Estimation of the effectiveness of Au nanoparticles concentration in peristaltic flow through a curved channel by using a data driven stochastic numerical paradigm based on artificial neural network is presented in this study. In the modelling, nano composite is considered involving multi-walled carbon nanotubes coated with gold nanoparticles with different slip conditions. Modeled differential system of the physical problem is numerically analyzed for different scenarios to predict numerical data for velocity and temperature by Adams Bashforth method and these solutions are used as a reference dataset of the networks. Data is processed by segmentation into three categories i.e., training, validation and testing while Levenberg-Marquart training algorithm is adopted for optimization of networks results in terms of performance on mean square errors, train state plots, error histograms, regression analysis, time series responses, and auto-correlation, which establish the accurate and efficient recognition of trends of the system.
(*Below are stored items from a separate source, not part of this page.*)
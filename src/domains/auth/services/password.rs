use argon2::{Argon2, PasswordHash, PasswordHasher, PasswordVerifier};
use argon2::password_hash::{rand_core::OsRng, SaltString};
use crate::shared::errors::AccountError;

/// 비밀번호 해싱 (argon2 PHC 문자열)
pub fn hash_password(password: &str) -> Result<String, AccountError> {
    let salt = SaltString::generate(&mut OsRng);
    let argon2 = Argon2::default();

    let password_hash = argon2
        .hash_password(password.as_bytes(), &salt)
        .map_err(|e| AccountError::PasswordHashingFailed(e.to_string()))?
        .to_string();

    Ok(password_hash)
}

/// 비밀번호 검증 (불일치 → false, 저장된 해시 손상 → 에러)
pub fn verify_password(password: &str, password_hash: &str) -> Result<bool, AccountError> {
    let parsed_hash = PasswordHash::new(password_hash)
        .map_err(|e| AccountError::Internal(format!("Invalid password hash: {}", e)))?;

    Ok(Argon2::default()
        .verify_password(password.as_bytes(), &parsed_hash)
        .is_ok())
}

#[cfg(test)]
mod tests {
    use super::*;

    #[test]
    fn hashes_are_salted_and_verifiable() {
        let first = hash_password("password123").unwrap();
        let second = hash_password("password123").unwrap();

        assert_ne!(first, second);
        assert!(first.starts_with("$argon2"));
        assert!(verify_password("password123", &first).unwrap());
        assert!(!verify_password("wrong-password", &first).unwrap());
        assert!(verify_password("password123", "not-a-phc-string").is_err());
    }
}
本文提出了一种基于人工神经网络的基于数据驱动随机数值范例的方法,用于估计在弯曲通道中通过蠕动流的 Au 纳米粒子浓度的有效性。在建模中,考虑了包含多壁碳纳米管的纳米复合材料,其表面涂覆有不同滑移条件的金纳米粒子。对物理问题的模型微分系统进行了数值分析,以预测不同情况下速度和温度的数值数据,方法是采用 Adams-Bashforth 方法,这些解被用作网络的参考数据集。数据通过分割成训练、验证和测试三个类别进行处理,而 Levenberg-Marquart 训练算法则用于优化网络结果,以均方误差、训练状态图、误差直方图、回归分析、时间序列响应和自相关的性能为指标,从而准确、有效地识别系统的趋势。